The Canadian government plans to have C$93bn ($67.5bn) in federal incentives up and running by the end of the year to spur developments in clean energy technology, hydrogen production, carbon capture utilization and storage (CCUS) along with a new tax credit for electric vehicle (EV) supply chains.

The Canada Department of Finance, in its 2024 budget released on 16 April, said it expects to have the first planned investment tax credits (ITCs), for CCUS and renewable energy investments, in law before 1 June.

The ITCs would be available for investments made generally within or before 2023 depending on the credit.

The anticipated clean hydrogen ITC is also moving forward. It could provide 15-40pc of related eligible costs, with projects that produce the cleanest hydrogen set to receive the higher levels of support, along with other credits for equipment purchases and power-purchase agreements.

The government is pursuing a new ITC for EV supply chains, meant to bolster in-country manufacturing and consumer adoption of EVs with a 10pc return on the cost of buildings used in vehicle assembly, battery production and related materials. The credit would build on the clean technology manufacturing ITC, which allows businesses to claim 30pc of the cost of new machinery and equipment.

To bolster reductions in transportation-related greenhouse gas (GHG) emissions, the government will also direct up to C$500mn ($363mn) in funding from the country's low-carbon fuel standard to support domestic biofuel production.

Transportation is the second largest source of GHG emissions for the country, at 28pc, or 188mn metric tonnes of CO2 equivalent, in 2021.

But the province of Alberta expressed disappointment at the pace of development of ITC support that could help companies affected by the country's move away from fossil fuels.

"There was nothing around ammonia or hydrogen, and no updates on the CCUS ITCs that would actually spur on investment," Alberta finance minister Nate Horner said.

The incentives are intended to help Canada achieve a 40-45pc reduction in GHG emissions by 2030, relative to 2005 levels. This would require a reduction in GHG emissions to about 439mn t/yr, while Canada's emissions totaled 670mn in 2021, according to the government's most recent inventory.

The budget also details additional plans for the Canada Growth Fund's carbon contracts for a difference, which help decarbonize hard-to-abate industries. The government plans to add off-the-shelf contracts to its current offering of bespoke one-off contracts tailored to a specific enterprise to broaden the reach and GHG reductions of the program.

These contracts incentivize businesses to invest in emissions reducing program or technology, such as CCUS, through the government providing a financial backstop to a project developer. The government and developer establish a "strike price" that carbon allowances would need to reach for a return on the investment, with the government paying the difference if the market price fails to increase.

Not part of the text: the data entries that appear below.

//! LEDの明るさを三角波で変化させる．
//!
//! 明るさは時分割で表す．I/Oサイクルごとに進むカウンタが閾値を超えている間だけ点灯させ，
//! 閾値はタイマの刻みに合わせて`0`と`total`の間を往復する．

use crate::packet::Leds;
use crossbeam_channel::Receiver;
use std::time::{Duration, Instant};

/// `0`と`total`の間を1ずつ往復する値．
#[derive(Debug, Clone, Copy, PartialEq, Eq)]
pub struct TriangleWave {
    limit: u32,
    direction: i32,
    total: u32,
}

impl TriangleWave {
    /// `total`から下り始める波を作る．
    ///
    /// # Panics
    /// `total`が0のとき．
    pub fn new(total: u32) -> TriangleWave {
        assert!(total > 0, "total must be positive");
        TriangleWave {
            limit: total,
            direction: -1,
            total,
        }
    }

    /// 1刻み進める．端に到達したら向きを反転する．
    pub fn tick(&mut self) {
        self.limit = if self.direction < 0 {
            self.limit.saturating_sub(1)
        } else {
            (self.limit + 1).min(self.total)
        };
        if self.limit == 0 || self.limit == self.total {
            self.direction = -self.direction;
        }
    }

    pub fn limit(&self) -> u32 {
        self.limit
    }

    /// `1`なら増加中，`-1`なら減少中．
    pub fn direction(&self) -> i32 {
        self.direction
    }

    pub fn total(&self) -> u32 {
        self.total
    }
}

/// `0..total`を繰り返し数えるカウンタ．
#[derive(Debug, Clone, Copy, PartialEq, Eq)]
pub struct DutyCounter {
    count: u32,
    total: u32,
}

impl DutyCounter {
    /// # Panics
    /// `total`が0のとき．
    pub fn new(total: u32) -> DutyCounter {
        assert!(total > 0, "total must be positive");
        DutyCounter { count: 0, total }
    }

    /// 1つ進め，進めたあとの値を返す．`total`に達したら0に戻る．
    pub fn advance(&mut self) -> u32 {
        self.count += 1;
        if self.count == self.total {
            self.count = 0;
        }
        self.count
    }

    pub fn count(&self) -> u32 {
        self.count
    }
}

/// 三角波とカウンタを組み合わせたLEDの点滅パターン．
#[derive(Debug, Clone, Copy, PartialEq, Eq)]
pub struct LedPulse {
    wave: TriangleWave,
    counter: DutyCounter,
    color: Leds,
}

impl LedPulse {
    /// 青色LEDで`total`段階の明るさを表すパターン．
    ///
    /// # Panics
    /// `total`が0のとき．
    pub fn new(total: u32) -> LedPulse {
        LedPulse {
            wave: TriangleWave::new(total),
            counter: DutyCounter::new(total),
            color: Leds::BLUE,
        }
    }

    /// 点灯させるLEDを変える．
    pub fn with_color(mut self, color: Leds) -> LedPulse {
        self.color = color;
        self
    }

    /// タイマの刻みを1つ反映する．
    pub fn tick(&mut self) {
        self.wave.tick();
    }

    /// カウンタを進め，今回のI/Oサイクルで送るLEDの状態を返す．
    pub fn advance(&mut self) -> Leds {
        self.counter.advance();
        self.sample()
    }

    /// カウンタが閾値を超えていれば点灯．
    pub fn sample(&self) -> Leds {
        if self.counter.count() > self.wave.limit() {
            self.color
        } else {
            Leds::OFF
        }
    }

    pub fn wave(&self) -> &TriangleWave {
        &self.wave
    }

    pub fn counter(&self) -> &DutyCounter {
        &self.counter
    }
}

/// `period`ごとに時刻を送ってくるチャネル．受信側がLEDの状態を持ち，刻みを受け取ったときだけ`tick`する．
pub fn wave_ticks(period: Duration) -> Receiver<Instant> {
    crossbeam_channel::tick(period)
}

#[cfg(test)]
mod tests {
    use super::*;

    #[test]
    fn wave_starts_at_top_going_down() {
        let mut wave = TriangleWave::new(3);
        assert_eq!((wave.limit(), wave.direction()), (3, -1));
        wave.tick();
        assert_eq!((wave.limit(), wave.direction()), (2, -1));
    }

    #[test]
    fn wave_reflects_at_both_ends() {
        let mut wave = TriangleWave::new(3);
        let mut limits = Vec::new();
        for _ in 0..8 {
            wave.tick();
            limits.push(wave.limit());
        }
        assert_eq!(limits, [2, 1, 0, 1, 2, 3, 2, 1]);
    }

    #[test]
    #[should_panic]
    fn zero_total_is_rejected() {
        TriangleWave::new(0);
    }

    #[test]
    fn counter_wraps_at_total() {
        let mut counter = DutyCounter::new(3);
        let counts: Vec<u32> = (0..7).map(|_| counter.advance()).collect();
        assert_eq!(counts, [1, 2, 0, 1, 2, 0, 1]);
    }

    #[test]
    fn led_is_on_only_above_limit() {
        let mut pulse = LedPulse::new(4);
        // 閾値4のうちは常に消灯
        for _ in 0..8 {
            assert_eq!(pulse.advance(), Leds::OFF);
        }
        pulse.tick();
        pulse.tick();
        // 閾値2: count=3のときだけ点灯
        let leds: Vec<Leds> = (0..4).map(|_| pulse.advance()).collect();
        assert_eq!(leds, [Leds::OFF, Leds::OFF, Leds::BLUE, Leds::OFF]);
        assert_eq!(pulse.counter().count(), 0);
    }

    #[test]
    fn blue_is_the_demo_value() {
        assert_eq!(Leds::BLUE.bits(), 4);
        let mut pulse = LedPulse::new(2).with_color(Leds::RED);
        pulse.tick();
        pulse.tick();
        assert_eq!(pulse.wave().limit(), 0);
        assert_eq!(pulse.advance(), Leds::RED);
    }

    #[test]
    fn ticks_arrive_periodically() {
        let ticks = wave_ticks(Duration::from_millis(1));
        assert!(ticks.recv_timeout(Duration::from_secs(1)).is_ok());
    }
}
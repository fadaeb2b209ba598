//! Novint Falcon(3自由度力覚提示デバイス)と通信するためのライブラリ．
//!
//! - [`device::FalconDevice`]: デバイスの列挙，オープン，ファームウェアの書き込み，1回分の送受信．
//! - [`cube::BoxBoundary`]: 立方体の壁に触れたときのばね反力．
//! - [`led::LedPulse`]: 三角波でLEDの明るさを変える．
//! - [`session`]: 上の2つをデバイスにつないで回すループ．
//! - [`sim::SimulatedFalcon`]: 実機なしで動かすための模擬デバイス．

pub mod comm;
pub mod cube;
pub mod device;
pub mod error;
pub mod firmware;
pub mod kinematics;
pub mod led;
pub mod packet;
pub mod session;
pub mod sim;

use dimensioned::si::SI;
use dimensioned::typenum::Quot;
pub use dimensioned::si::{Meter, Newton};
pub use pair_macro::Triplet;

pub use comm::{FalconComm, SerialComm, SerialConfig};
pub use cube::BoxBoundary;
pub use device::{FalconDevice, HapticDevice, IoFlags, SerialFalcon};
pub use error::{FalconError, Result};
pub use led::{DutyCounter, LedPulse, TriangleWave};
pub use packet::{Buttons, Leds};
pub use session::{LoopConfig, LoopStats, RetryPolicy};

/// ばね定数の単位．
pub type NewtonPerMeter<T> = Quot<Newton<T>, Meter<T>>;

/// 単位付きの3次元ベクトルから数値を取り出す．
pub(crate) fn values<U>(v: Triplet<SI<f64, U>>) -> [f64; 3] {
    let v = v.map(|e| e.value_unsafe);
    [v.x, v.y, v.z]
}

CGF signed its first contract under this program last year, with Calgary-based carbon capture and sequestration company Entropy and has around $6bn remaining to issue agreements.

To stretch this funding further, the Canadian government intends for Environment and Climate Change Canada to work with provincial and territorial carbon markets to improve performance and potentially send stronger price signals to spur decarbonization.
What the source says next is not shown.